Politics2020 Election

Actions

Pres. Trump And Biden Have Radically Different Immigration Platforms

The president has made curbing immigration a key part of his agenda. Biden has promised to quickly roll back most of the Trump administration actions.
Posted
and last updated

President Trump has made reducing immigration a key part of his administration's agenda.

Now, Joe Biden, his Democratic challenger, has promised to quickly roll back most of the president's executive actions and advance his own ambitious immigration platform.

"There is certainly a really extreme contrast in the policy positions on immigration of Biden and Trump," said Julia Gelatt, a senior policy analyst at the nonpartisan Migration Policy Institute.  

The sharp differences — and what's at stake — is historic. 

"I don't think we've seen ever before a president put immigration so much at the forefront of his policymaking as President Trump has done," said Gelatt. 

The president has continued the trend during the pandemic by dramatically restricting legal immigration.

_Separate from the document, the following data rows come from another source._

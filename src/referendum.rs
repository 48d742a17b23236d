//! Joining ballot records to their administrative area.
//!
//! Department codes are stored inconsistently across sources ("01" vs "1"),
//! so both sides are compared through the same normalized key. Codes with
//! the overseas prefix never take part in the join.

use std::collections::HashMap;

use log::{debug, info, warn};
use polars::prelude::*;

use crate::error::{ReferendumError, Result};
use crate::loader::require_columns;
use crate::schema::{areas, ballots, codes};

/// Temporary join key holding the normalized department code.
const DEP_KEY: &str = "__dep_key";

/// Normalized form of a department code column: surrounding whitespace and
/// leading zeros stripped. An all-zero code normalizes to "0".
pub fn normalized_code(column: &str) -> Expr {
    let trimmed = col(column).str().strip_chars(lit(" \t\r\n"));
    let stripped = trimmed.clone().str().strip_chars_start(lit("0"));
    when(stripped.clone().eq(lit("")).and(trimmed.eq(lit("")).not()))
        .then(lit("0"))
        .otherwise(stripped)
}

/// Plain-string counterpart of [`normalized_code`].
pub fn normalize_code(code: &str) -> String {
    let trimmed = code.trim();
    let stripped = trimmed.trim_start_matches('0');
    if stripped.is_empty() && !trimmed.is_empty() {
        "0".to_string()
    } else {
        stripped.to_string()
    }
}

/// True for codes that belong to the mainland (not null, no overseas prefix).
fn is_mainland(column: &str) -> Expr {
    col(column).is_not_null().and(
        col(column)
            .str()
            .strip_chars(lit(" \t\r\n"))
            .str()
            .starts_with(lit(codes::OVERSEAS_PREFIX))
            .not(),
    )
}

/// Each normalized key must identify exactly one area; "01" and "1" together
/// are an error.
fn check_unique_keys(keyed_areas: &DataFrame) -> Result<()> {
    let keys = keyed_areas.column(DEP_KEY)?.str()?;
    let codes = keyed_areas.column(areas::CODE_DEP)?.str()?;

    let mut seen: HashMap<&str, &str> = HashMap::new();
    for i in 0..keyed_areas.height() {
        let (Some(key), Some(code)) = (keys.get(i), codes.get(i)) else {
            continue;
        };
        if let Some(first) = seen.insert(key, code) {
            return Err(ReferendumError::InvalidData(format!(
                "Department codes '{first}' and '{code}' both normalize to '{key}'"
            )));
        }
    }
    Ok(())
}

/// Merge ballots with administrative areas.
///
/// Only mainland areas with a complete region are considered. Ballot rows
/// are kept only if their normalized department code is one of those areas'
/// normalized codes, then inner-joined to the area. Output columns: every
/// ballot column followed by code_reg, name_reg, code_dep, name_dep.
pub fn join_referendum(ballots_df: &DataFrame, areas_df: &DataFrame) -> Result<DataFrame> {
    require_columns(ballots_df, &[ballots::DEPARTMENT_CODE])?;
    require_columns(areas_df, &areas::ALL)?;

    let ballot_columns: Vec<String> = ballots_df
        .get_column_names_str()
        .iter()
        .map(|c| c.to_string())
        .collect();
    for name in areas::ALL {
        if ballot_columns.iter().any(|c| c == name) {
            return Err(ReferendumError::ColumnCollision {
                from: name.to_string(),
                to: name.to_string(),
            });
        }
    }

    let mainland_areas = areas_df
        .clone()
        .lazy()
        .filter(
            is_mainland(areas::CODE_DEP)
                .and(col(areas::CODE_REG).is_not_null())
                .and(col(areas::NAME_REG).is_not_null())
                .and(col(areas::NAME_DEP).is_not_null()),
        )
        .select([
            col(areas::CODE_REG),
            col(areas::NAME_REG),
            col(areas::CODE_DEP),
            col(areas::NAME_DEP),
            normalized_code(areas::CODE_DEP).alias(DEP_KEY),
        ])
        .collect()?;
    debug!(
        "{} of {} areas are mainland with a known region",
        mainland_areas.height(),
        areas_df.height()
    );

    check_unique_keys(&mainland_areas)?;

    let valid_keys = mainland_areas
        .column(DEP_KEY)?
        .as_materialized_series()
        .clone();

    let filtered = ballots_df
        .clone()
        .lazy()
        .filter(is_mainland(ballots::DEPARTMENT_CODE))
        .with_column(normalized_code(ballots::DEPARTMENT_CODE).alias(DEP_KEY))
        .filter(col(DEP_KEY).is_in(lit(valid_keys), false))
        .collect()?;

    let dropped = ballots_df.height() - filtered.height();
    if dropped > 0 {
        warn!("Dropped {dropped} ballot row(s) with an overseas or unmatched department code");
    }

    let mut output: Vec<Expr> = ballot_columns.iter().map(|c| col(c.as_str())).collect();
    output.extend(areas::ALL.iter().map(|&c| col(c)));

    let joined = filtered
        .lazy()
        .join(
            mainland_areas.lazy(),
            [col(DEP_KEY)],
            [col(DEP_KEY)],
            JoinArgs::new(JoinType::Inner),
        )
        .select(output)
        .collect()?;

    info!("Joined {} ballot rows to their areas", joined.height());
    Ok(joined)
}
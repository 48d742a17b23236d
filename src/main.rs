use std::path::PathBuf;

use anyhow::{anyhow, Result as AHResult};
use clap::Parser;
use log::{debug, info};

use referendum_map::visualization::{render_choropleth, write_choropleth};
use referendum_map::schema::result;
use referendum_map::{load_inputs, run_pipeline, PipelineConfig};

/// Referendum results by region, rendered as a choropleth map.
#[derive(Parser, Debug, Clone)]
#[clap(author, version, about, long_about = None)]
struct Args {
    /// (directory, default "data") Where the input files are looked up.
    #[clap(long, value_parser)]
    data_dir: Option<PathBuf>,

    /// (file name, default "referendum.csv") The ballots table.
    #[clap(long, value_parser)]
    ballots: Option<String>,

    /// (file name, default "regions.csv") The regions table.
    #[clap(long, value_parser)]
    regions: Option<String>,

    /// (file name, default "departments.csv") The departments table.
    #[clap(long, value_parser)]
    departments: Option<String>,

    /// (file name, default "regions.geojson") The region boundaries.
    #[clap(long, value_parser)]
    geometry: Option<String>,

    /// (character, default ';') Field delimiter of the ballots table.
    #[clap(long, value_parser)]
    delimiter: Option<char>,

    /// (file path, default "referendum_map.html") Where the map is written.
    #[clap(long, value_parser)]
    map_output: Option<PathBuf>,

    /// Skip rendering the map.
    #[clap(long)]
    no_map: bool,

    /// If passed as an argument, will turn on verbose logging.
    #[clap(long)]
    verbose: bool,
}

impl Args {
    fn into_config(self) -> AHResult<PipelineConfig> {
        let mut config = PipelineConfig::default();
        if let Some(dir) = self.data_dir {
            config.data_dir = dir;
        }
        if let Some(f) = self.ballots {
            config.ballots_file = f;
        }
        if let Some(f) = self.regions {
            config.regions_file = f;
        }
        if let Some(f) = self.departments {
            config.departments_file = f;
        }
        if let Some(f) = self.geometry {
            config.geometry_file = f;
        }
        if let Some(d) = self.delimiter {
            if !d.is_ascii() {
                return Err(anyhow!("Delimiter must be a single-byte character, got {d:?}"));
            }
            config.ballots_delimiter = d as u8;
        }
        if let Some(p) = self.map_output {
            config.map_output = Some(p);
        }
        if self.no_map {
            config.map_output = None;
        }
        Ok(config)
    }
}

fn main() -> AHResult<()> {
    let args = Args::parse();
    let level = if args.verbose { "debug" } else { "info" };
    env_logger::Builder::from_env(env_logger::Env::default().default_filter_or(level)).init();

    let config = args.into_config()?;
    debug!("config: {:?}", config);

    let inputs = load_inputs(&config)?;
    let output = run_pipeline(&inputs)?;

    println!("{}", output.region_result);

    if let Some(path) = &config.map_output {
        let html = render_choropleth(&output.geo_result, result::RATIO, &config.map)?;
        write_choropleth(path, &html)?;
    } else {
        info!("Map rendering skipped");
    }

    Ok(())
}

#[cfg(test)]
mod tests {
    use super::*;

    fn config_from(argv: &[&str]) -> AHResult<PipelineConfig> {
        let mut full = vec!["referendum-map"];
        full.extend_from_slice(argv);
        Args::try_parse_from(full)?.into_config()
    }

    #[test]
    fn no_arguments_give_the_defaults() {
        let config = config_from(&[]).unwrap();
        let defaults = PipelineConfig::default();
        assert_eq!(config.ballots_path(), defaults.ballots_path());
        assert_eq!(config.geometry_path(), defaults.geometry_path());
        assert_eq!(config.ballots_delimiter, b';');
        assert_eq!(config.map_output, defaults.map_output);
    }

    #[test]
    fn no_map_wins_over_map_output() {
        let config = config_from(&["--map-output", "x.html", "--no-map"]).unwrap();
        assert_eq!(config.map_output, None);

        let config = config_from(&["--map-output", "x.html"]).unwrap();
        assert_eq!(config.map_output, Some(PathBuf::from("x.html")));
    }

    #[test]
    fn ascii_delimiter_is_accepted() {
        let config = config_from(&["--delimiter", ","]).unwrap();
        assert_eq!(config.ballots_delimiter, b',');
    }

    #[test]
    fn multi_byte_delimiter_is_rejected() {
        let err = config_from(&["--delimiter", "é"]).unwrap_err();
        assert!(err.to_string().contains("single-byte"), "{err}");
        assert!(config_from(&["--delimiter", "€"]).is_err());
    }
}
/*!
 * Region Layout
 *
 * Address-ordered chain of intervals covering `[0, region_size)`, stored in an
 * arena and linked by slot index.
 *
 * ## Invariants
 *
 * - The chain starts at address 0 and each interval ends where the next begins
 * - The last interval ends at `region_size`
 * - No two consecutive intervals are both holes
 *
 * Mutations never edit a node's kind in place. A replaced interval releases its
 * slot and a freshly inserted node takes its position in the chain, so any
 * slot index held outside the layout can be compared against the replaced one.
 */

mod iter;

pub use iter::Iter;

use super::types::{Interval, MemoryError, MemoryResult};
use crate::core::types::{NodeId, Size, Tick};

/// Arena-backed chain of holes and segments
#[derive(Debug, Clone)]
pub struct RegionLayout {
    slots: Vec<Option<Interval>>,
    vacant: Vec<NodeId>,
    head: NodeId,
    region_size: Size,
}

impl RegionLayout {
    /// Build the initial state: one hole spanning the whole region
    pub fn new(region_size: Size) -> MemoryResult<Self> {
        if region_size == 0 {
            return Err(MemoryError::InvalidArgument(
                "region size must be positive".into(),
            ));
        }

        Ok(Self {
            slots: vec![Some(Interval::hole(0, region_size, None))],
            vacant: Vec::new(),
            head: 0,
            region_size,
        })
    }

    pub fn region_size(&self) -> Size {
        self.region_size
    }

    pub fn head(&self) -> NodeId {
        self.head
    }

    /// First interval of the chain
    pub fn head_node(&self) -> Option<&Interval> {
        self.get(self.head)
    }

    pub fn get(&self, id: NodeId) -> Option<&Interval> {
        self.slots.get(id).and_then(Option::as_ref)
    }

    /// Whether `id` names an interval currently in the chain
    pub fn contains(&self, id: NodeId) -> bool {
        self.get(id).is_some()
    }

    pub fn next_of(&self, id: NodeId) -> Option<NodeId> {
        self.get(id).and_then(|node| node.next)
    }

    /// Walk the chain in address order from the head
    pub fn iter(&self) -> Iter<'_> {
        Iter::new(self, Some(self.head))
    }

    /// Walk the chain in address order starting at `id`
    pub fn iter_from(&self, id: NodeId) -> Iter<'_> {
        Iter::new(self, self.contains(id).then_some(id))
    }

    /// Number of intervals in the chain
    pub fn len(&self) -> usize {
        self.slots.len() - self.vacant.len()
    }

    pub fn is_empty(&self) -> bool {
        self.len() == 0
    }

    /// Merge `first` and its successor into one hole spanning both.
    ///
    /// `prev` is the interval linking to `first`, or `None` when `first` is the head.
    /// Both slots are released; the returned id names the new hole.
    pub fn coalesce(&mut self, prev: Option<NodeId>, first: NodeId) -> MemoryResult<NodeId> {
        let (location, first_size, second) = {
            let node = self.node(first)?;
            let second = node
                .next
                .ok_or(MemoryError::CorruptionDetected(node.end()))?;
            (node.location, node.size, second)
        };
        let (second_size, after) = {
            let node = self.node(second)?;
            (node.size, node.next)
        };

        let merged = self.insert(Interval::hole(location, first_size + second_size, after));
        self.relink(prev, merged)?;
        self.release(first);
        self.release(second);
        Ok(merged)
    }

    /// Replace `id` with a hole of the same extent and successor
    pub fn replace_with_hole(&mut self, prev: Option<NodeId>, id: NodeId) -> MemoryResult<NodeId> {
        let node = self.node(id)?;
        let hole = Interval::hole(node.location, node.size, node.next);

        let replacement = self.insert(hole);
        self.relink(prev, replacement)?;
        self.release(id);
        Ok(replacement)
    }

    /// Occupy the front of hole `id` with a segment of `size`.
    ///
    /// Leftover space becomes a new trailing hole linked after the segment.
    pub fn carve_segment(
        &mut self,
        prev: Option<NodeId>,
        id: NodeId,
        size: Size,
        expiry: Tick,
    ) -> MemoryResult<NodeId> {
        let hole = self.node(id)?.clone();
        if !hole.fits(size) || size == 0 {
            return Err(MemoryError::CorruptionDetected(hole.location));
        }

        let next = if hole.size > size {
            Some(self.insert(Interval::hole(
                hole.location + size,
                hole.size - size,
                hole.next,
            )))
        } else {
            hole.next
        };

        let segment = self.insert(Interval::segment(hole.location, size, expiry, next));
        self.relink(prev, segment)?;
        self.release(id);
        Ok(segment)
    }

    /// Check the partition and maximal-coalescing invariants
    pub fn validate(&self) -> MemoryResult<()> {
        let mut expected = 0;
        let mut previous_was_hole = false;

        for (_, node) in self.iter() {
            if node.location != expected || node.size == 0 {
                return Err(MemoryError::CorruptionDetected(node.location));
            }
            if previous_was_hole && node.is_hole() {
                return Err(MemoryError::CorruptionDetected(node.location));
            }
            previous_was_hole = node.is_hole();
            expected = node.end();
        }

        if expected != self.region_size {
            return Err(MemoryError::CorruptionDetected(expected));
        }
        Ok(())
    }

    fn node(&self, id: NodeId) -> MemoryResult<&Interval> {
        self.get(id).ok_or(MemoryError::CorruptionDetected(id))
    }

    fn insert(&mut self, interval: Interval) -> NodeId {
        match self.vacant.pop() {
            Some(id) => {
                self.slots[id] = Some(interval);
                id
            }
            None => {
                self.slots.push(Some(interval));
                self.slots.len() - 1
            }
        }
    }

    fn release(&mut self, id: NodeId) {
        if let Some(slot) = self.slots.get_mut(id) {
            if slot.take().is_some() {
                self.vacant.push(id);
            }
        }
    }

    fn relink(&mut self, prev: Option<NodeId>, to: NodeId) -> MemoryResult<()> {
        match prev {
            None => self.head = to,
            Some(prev) => match self.slots.get_mut(prev).and_then(Option::as_mut) {
                Some(node) => node.next = Some(to),
                None => return Err(MemoryError::CorruptionDetected(prev)),
            },
        }
        Ok(())
    }
}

In the president's view, fewer foreign workers means less competition for Americans. 

"It would be wrong and unjust for laid-off Americans to be replaced with new immigrant labor flown in," President Trump said in April.

Biden says he would overturn President Trump's coronavirus immigration freeze because "immigrants help grow our economy and create jobs."

Within the first 100 days of his possible presidency, Biden also wants to end President Trump's travel bans and restrictive asylum policies. 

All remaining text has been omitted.